» **Your instructions**
Gather up every line from the entries below that uses the word "authorize".

» **Data for this exercise**
● ● ● ●
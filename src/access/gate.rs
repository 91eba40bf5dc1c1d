//! Authorization decision point.

use std::sync::{Arc, RwLock};

use super::policies::RuleEffect;
use super::provider::{AccessControlProvider, ProviderState};
use super::{AccessDecision, ObjectAttributes, Operation, Subject};
use crate::config::AccessConfig;
use crate::error::{AmqError, Result};

/// Consulted before every state-changing channel operation.
///
/// Cloning shares the provider; swapping it or changing its state is
/// visible to every clone.
#[derive(Debug, Clone)]
pub struct AccessControlGate {
    provider: Arc<RwLock<AccessControlProvider>>,
    default_decision: AccessDecision,
}

impl AccessControlGate {
    /// Gate over `provider`, denying whatever the provider defers
    pub fn new(provider: AccessControlProvider) -> Self {
        Self {
            provider: Arc::new(RwLock::new(provider)),
            default_decision: AccessDecision::Denied,
        }
    }

    /// Build provider and default policy from configuration
    pub fn from_config(config: &AccessConfig) -> Result<Self> {
        let provider = AccessControlProvider::from_config(config)?;
        Ok(Self::new(provider).with_default(config.default))
    }

    /// Set the broker-wide default for deferred decisions
    pub fn with_default(mut self, effect: RuleEffect) -> Self {
        self.default_decision = match effect {
            RuleEffect::Allow => AccessDecision::Allowed,
            RuleEffect::Deny => AccessDecision::Denied,
        };
        self
    }

    /// Decision applied when the provider defers
    pub fn default_decision(&self) -> AccessDecision {
        self.default_decision
    }

    /// Replace the provider
    pub fn replace_provider(&self, provider: AccessControlProvider) -> Result<()> {
        let mut guard = self
            .provider
            .write()
            .map_err(|_| AmqError::Config("access control provider lock poisoned".to_string()))?;
        *guard = provider;
        Ok(())
    }

    /// Change the provider's lifecycle state
    pub fn set_provider_state(&self, state: ProviderState) -> Result<()> {
        self.provider
            .write()
            .map_err(|_| AmqError::Config("access control provider lock poisoned".to_string()))?
            .set_state(state);
        Ok(())
    }

    /// Snapshot of the provider's declared attributes
    pub fn provider_attributes(&self) -> Result<serde_json::Map<String, serde_json::Value>> {
        let guard = self
            .provider
            .read()
            .map_err(|_| AmqError::Config("access control provider lock poisoned".to_string()))?;
        Ok(guard.attributes())
    }

    /// Final decision: `Allowed` or `Denied`, never `Defer`.
    pub fn authorize(
        &self,
        operation: Operation,
        subject: &Subject,
        object: &ObjectAttributes,
    ) -> Result<AccessDecision> {
        let guard = self
            .provider
            .read()
            .map_err(|_| AmqError::Config("access control provider lock poisoned".to_string()))?;

        let decision = match guard.access_control()?.authorize(operation, subject, object) {
            AccessDecision::Defer => self.default_decision,
            decided => decided,
        };

        tracing::debug!(
            "authorize {} by {} on '{}': {:?}",
            operation,
            subject.user,
            object.name,
            decision
        );
        Ok(decision)
    }

    /// Like [`authorize`](Self::authorize) but a denial is an error.
    pub fn check(
        &self,
        operation: Operation,
        subject: &Subject,
        object: &ObjectAttributes,
    ) -> Result<()> {
        match self.authorize(operation, subject, object)? {
            AccessDecision::Allowed => Ok(()),
            _ => {
                tracing::warn!(
                    "Denied {} by {} on '{}'",
                    operation,
                    subject.user,
                    object.name
                );
                Err(AmqError::AccessDenied {
                    operation,
                    subject: subject.user.clone(),
                    object: object.name.clone(),
                })
            },
        }
    }
}

impl Default for AccessControlGate {
    fn default() -> Self {
        Self::new(AccessControlProvider::new(
            "default",
            Arc::new(super::AllowAll),
        ))
    }
}

#[cfg(test)]
mod tests {
    use super::*;
    use crate::access::{AccessRule, DenyAll, RuleBasedAccessControl};

    fn rule_gate(rules: &[AccessRule]) -> AccessControlGate {
        let acl = RuleBasedAccessControl::new(rules).unwrap();
        AccessControlGate::new(AccessControlProvider::new("acl", Arc::new(acl)))
    }

    #[test]
    fn test_explicit_decision_is_final() {
        let gate = rule_gate(&[AccessRule::new(RuleEffect::Allow).for_user("alice")])
            .with_default(RuleEffect::Deny);
        let decision = gate
            .authorize(
                Operation::Consume,
                &Subject::new("alice"),
                &ObjectAttributes::named("q"),
            )
            .unwrap();
        assert_eq!(decision, AccessDecision::Allowed);
    }

    #[test]
    fn test_defer_falls_back_to_default() {
        let gate = rule_gate(&[]);
        let subject = Subject::new("bob");
        let object = ObjectAttributes::named("q");

        assert_eq!(gate.default_decision(), AccessDecision::Denied);
        assert_eq!(
            gate.authorize(Operation::Get, &subject, &object).unwrap(),
            AccessDecision::Denied
        );

        let gate = gate.with_default(RuleEffect::Allow);
        assert_eq!(
            gate.authorize(Operation::Get, &subject, &object).unwrap(),
            AccessDecision::Allowed
        );
    }

    #[test]
    fn test_check_maps_denial_to_error() {
        let gate = AccessControlGate::new(AccessControlProvider::new("deny", Arc::new(DenyAll)))
            .with_default(RuleEffect::Allow);
        let err = gate
            .check(
                Operation::Deliver,
                &Subject::new("carol"),
                &ObjectAttributes::named("orders"),
            )
            .unwrap_err();
        assert!(matches!(
            err,
            AmqError::AccessDenied {
                operation: Operation::Deliver,
                ..
            }
        ));
    }

    #[test]
    fn test_stopped_provider_refuses_with_config_error() {
        let gate = AccessControlGate::default();
        gate.set_provider_state(ProviderState::Stopped).unwrap();
        let result = gate.authorize(
            Operation::Publish,
            &Subject::new("dave"),
            &ObjectAttributes::named("x"),
        );
        assert!(matches!(result, Err(AmqError::Config(_))));

        gate.set_provider_state(ProviderState::Active).unwrap();
        assert!(gate
            .check(Operation::Publish, &Subject::new("dave"), &ObjectAttributes::named("x"))
            .is_ok());
    }

    #[test]
    fn test_clones_share_provider() {
        let gate = AccessControlGate::default();
        let clone = gate.clone();
        gate.replace_provider(AccessControlProvider::new("deny", Arc::new(DenyAll)))
            .unwrap();
        assert!(clone
            .check(Operation::Get, &Subject::new("erin"), &ObjectAttributes::named("q"))
            .is_err());
    }
}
● ● ● ●
» **Task answer**
    pub fn authorize(
        let decision = match guard.access_control()?.authorize(operation, subject, object) {
            "authorize {} by {} on '{}': {:?}",
    /// Like [`authorize`](Self::authorize) but a denial is an error.
        match self.authorize(operation, subject, object)? {
            .authorize(
            gate.authorize(Operation::Get, &subject, &object).unwrap(),
            gate.authorize(Operation::Get, &subject, &object).unwrap(),
        let result = gate.authorize(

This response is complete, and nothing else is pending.